It’s not a perfect method at all – it’s got a lot of boundary problems, and if your autoethographic work moves near things that you can quantitatively research, and then don’t, you run the risk of leaving something untethered from more readily provable facts. It’s but one tool in the toolbox.

It’s also a handy practice to know of. If you’re prone to writing about your experience, you can go back and re-examine that writing as if it were academic text. I guess that always comes back to my personal position of take the things people do seriously.

Procedurality

I don’t know if anyone else is using this term to talk about this, so here we go, my best effort to try and coin this term so I can talk about it easily.

The Procedurality of a game is the degree to which game pieces imply the existence of one another. That is, when you’re confronted with a game pieces, you can probably extrapolate what the other pieces mean. As a player this determines how you learn and study the strategy, while as a designer, procedurality shows you the extent of a design space.

Here are some examples:In this pretty ordinary poker hand, you can look at the cards and glean some information. First, there are cards that number up to ten, and cards that number down to four. There are numbers on most cards, and there are some different symbols – a heart, a diamond, a club and so on.

Based on just this information, if you’d never seen the deck before, you could probably extrapolate what forty of the cards are, maybe forty-four based on the Jack probably not being totally unique. The design of a deck of cards works with this – there are two jokers, but aside from that, the whole design is contained pretty tightly within the two variables of each card: Value and Suit.

These are cards from a packet of Dark Signs. One of them is very much unlike the others, the area pieces that you’ll play to win. But two of the cards kind of imply the values of other cards, while the third shows that there’s at least some cards in the deck that don’t fit that pattern. The basic runes in Dark Signs represent the lowest sort of procedurality – they show some value that the players will have to deal with, but they aren’t the whole of the game. The procedural cards in Dark Signs show a sort of design space, but they aren’t super obvious. Also, and it’s a small thing, in Dark Signs, the basic runes all have prime number values, which makes them just a little bit trickier to make score ties.
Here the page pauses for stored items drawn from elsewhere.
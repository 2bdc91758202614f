//! gltf-ktx2 - glTF KTX2 texture tool
//!
//! Patches glTF containers (inline KTX2 payloads into the binary buffer),
//! converts equirectangular panoramas to KTX2 cubemaps and back, and
//! inspects KTX2 headers. Encoding and full decoding go through the
//! KTX-Software command-line tools; only the trivial uncompressed case
//! decodes without them.

use anyhow::{bail, Result};
use clap::{Parser, Subcommand};
use ktx2_common::{embed_ktx2_images, GltfContainer, Ktx2Header};
use std::path::PathBuf;

use gltf_ktx2::envmap;
use gltf_ktx2::{Codec, EncodeOptions, KtxTools};

#[derive(Parser)]
#[command(name = "gltf-ktx2")]
#[command(about = "glTF KTX2 texture tool")]
#[command(version)]
struct Cli {
    #[command(subcommand)]
    command: Commands,
}

#[derive(Subcommand)]
enum Commands {
    /// Move inline KTX2 image payloads into the binary buffer of a container
    Patch {
        /// Input .glb or .gltf file
        input: PathBuf,

        /// Output file (defaults to rewriting the input in place)
        #[arg(short, long)]
        output: Option<PathBuf>,
    },

    /// Encode a single image to KTX2
    Encode {
        /// Input PNG/JPG file
        input: PathBuf,

        /// Output .ktx2 file
        #[arg(short, long)]
        output: Option<PathBuf>,

        /// Basis Universal codec (etc1s or uastc)
        #[arg(short, long, default_value = "etc1s")]
        codec: String,

        /// Quality: 1-255 for ETC1S, mapped to 0-4 for UASTC
        #[arg(short, long, default_value_t = 128)]
        quality: u32,

        /// Pre-generate mipmaps
        #[arg(long)]
        mipmaps: bool,
    },

    /// Convert an equirectangular panorama to a KTX2 cubemap
    EncodeEnvmap {
        /// Input panorama (2:1 aspect; PNG/JPG/HDR)
        input: PathBuf,

        /// Output .ktx2 file
        #[arg(short, long)]
        output: Option<PathBuf>,

        /// Resolution of each cubemap face
        #[arg(short, long, default_value_t = 512)]
        resolution: u32,

        /// Basis Universal codec (etc1s or uastc)
        #[arg(short, long, default_value = "etc1s")]
        codec: String,

        /// Quality: 1-255 for ETC1S, mapped to 0-4 for UASTC
        #[arg(short, long, default_value_t = 128)]
        quality: u32,

        /// Pre-generate mipmaps
        #[arg(long)]
        mipmaps: bool,
    },

    /// Decode a KTX2 texture to PNG
    Decode {
        /// Input .ktx2 file
        input: PathBuf,

        /// Output .png file
        #[arg(short, long)]
        output: Option<PathBuf>,
    },

    /// Decode a KTX2 cubemap to an equirectangular PNG
    DecodeEnvmap {
        /// Input .ktx2 cubemap
        input: PathBuf,

        /// Output .png file
        #[arg(short, long)]
        output: Option<PathBuf>,

        /// Width of the equirectangular output (height is width/2)
        #[arg(short, long, default_value_t = 2048)]
        width: u32,
    },

    /// Print the header fields of a KTX2 file
    Info {
        /// Input .ktx2 file
        input: PathBuf,
    },
}

fn main() -> Result<()> {
    // Initialize logging
    tracing_subscriber::fmt()
        .with_env_filter(
            tracing_subscriber::EnvFilter::from_default_env()
                .add_directive(tracing::Level::INFO.into()),
        )
        .init();

    let cli = Cli::parse();

    match cli.command {
        Commands::Patch { input, output } => {
            let mut container = GltfContainer::load(&input)?;
            let moved = embed_ktx2_images(&mut container)?;
            let target = output.unwrap_or_else(|| input.clone());
            container.save(&target)?;
            tracing::info!(
                moved,
                "patched {} -> {}",
                input.display(),
                target.display()
            );
        }

        Commands::Encode {
            input,
            output,
            codec,
            quality,
            mipmaps,
        } => {
            let tools = KtxTools::locate()?;
            let options = EncodeOptions {
                codec: parse_codec(&codec)?,
                quality,
                mipmaps,
            };
            let output = output.unwrap_or_else(|| input.with_extension("ktx2"));
            tools.encode_image(&input, &output, &options)?;
            tracing::info!("encoded {} -> {}", input.display(), output.display());
        }

        Commands::EncodeEnvmap {
            input,
            output,
            resolution,
            codec,
            quality,
            mipmaps,
        } => {
            let tools = KtxTools::locate()?;
            let options = EncodeOptions {
                codec: parse_codec(&codec)?,
                quality,
                mipmaps,
            };
            let encoded = envmap::encode_environment(&tools, &input, resolution, &options)?;
            let output = output.unwrap_or_else(|| input.with_extension("ktx2"));
            std::fs::write(&output, &encoded.ktx2)?;
            tracing::info!(
                intensity = encoded.intensity,
                "encoded {} -> {}",
                input.display(),
                output.display()
            );
        }

        Commands::Decode { input, output } => {
            let tools = locate_optional();
            let image = envmap::decode_texture(tools.as_ref(), &input)?;
            let output = output.unwrap_or_else(|| input.with_extension("png"));
            envmap::to_rgba8(&image).save(&output)?;
            tracing::info!("decoded {} -> {}", input.display(), output.display());
        }

        Commands::DecodeEnvmap {
            input,
            output,
            width,
        } => {
            let tools = locate_optional();
            let image = envmap::decode_environment(tools.as_ref(), &input, width)?;
            let output = output.unwrap_or_else(|| input.with_extension("png"));
            envmap::to_rgba8(&image).save(&output)?;
            tracing::info!("decoded {} -> {}", input.display(), output.display());
        }

        Commands::Info { input } => {
            let bytes = std::fs::read(&input)?;
            let header = Ktx2Header::parse(&bytes)?;
            println!("{}:", input.display());
            println!("  vkFormat:         {}", header.vk_format);
            println!(
                "  dimensions:       {}x{}x{}",
                header.pixel_width, header.pixel_height, header.pixel_depth
            );
            println!("  layers:           {}", header.layer_count);
            println!("  faces:            {}", header.face_count);
            println!("  levels:           {}", header.level_count);
            println!("  supercompression: {}", header.supercompression_scheme);
            println!(
                "  level 0:          offset {}, {} bytes",
                header.level0_byte_offset, header.level0_byte_length
            );
        }
    }

    Ok(())
}

fn parse_codec(name: &str) -> Result<Codec> {
    match name.to_ascii_lowercase().as_str() {
        "etc1s" => Ok(Codec::Etc1s),
        "uastc" => Ok(Codec::Uastc),
        other => bail!("Unknown codec: {other:?} (use etc1s or uastc)"),
    }
}

/// Decode paths degrade to the trivial fallback when the tools are missing.
fn locate_optional() -> Option<KtxTools> {
    match KtxTools::locate() {
        Ok(tools) => Some(tools),
        Err(error) => {
            tracing::warn!(%error, "KTX tools not available, only the trivial fallback will work");
            None
        }
    }
}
Finally we have the most procedural game I’ve ever made:

There are 26 cards in You Can’t Win and 24 of them are immediately obvious the second you look at any given card. The other two are Wild cards. Each card shows a value, and a rule that relates to cards with that value.

Procedural games are a good place to get started. It helps you get your mind in the space of working out how many cards you need, and if you do it right it can help you explore spaces, defining boundaries by how many different permutations you need of an effect.

Term: Dice Pool

A dice pool refers to a resolution mechanic where rather than rolling a dice or a number of dice and summing the results, the number of dice themselves is some part of the mechanics. The simplest version of a dicepool is one where you roll a large group of dice, and then select which results apply to which part of the resolution.

A single dice (or number of dice plus a modifier) is a resolution mechanic that follows a very simple experience: You roll the dice, you do the math, and then you have your result. This makes a dice roll, singular, as a very simple ‘switch’ experience, comparable to pushing a button in a videogame. You press a button, the system responds to the math, you get a result. That’s a really good, robust mechanic I like using for any game where you want some variance in a reliable, regular action – like in D&D, for example.

A dicepool, by comparison, is more of a system for making resolution itself a game. This isn’t all it’s used for! But it’s a simple way to use dice that isn’t just adding or subtracting on top of them.

Utility

So one of the most basic things you can do with dicepool systems is you can make players make decisions. Let’s say you have a system where players are setting up a car for a race. You roll a fistful of dice at the start of the game, and select, of those dice, some to be the engine, some to be the tires, and some to be the seating. Then, as you play the game, you prioritise how you drive your car based on those earlier decisions.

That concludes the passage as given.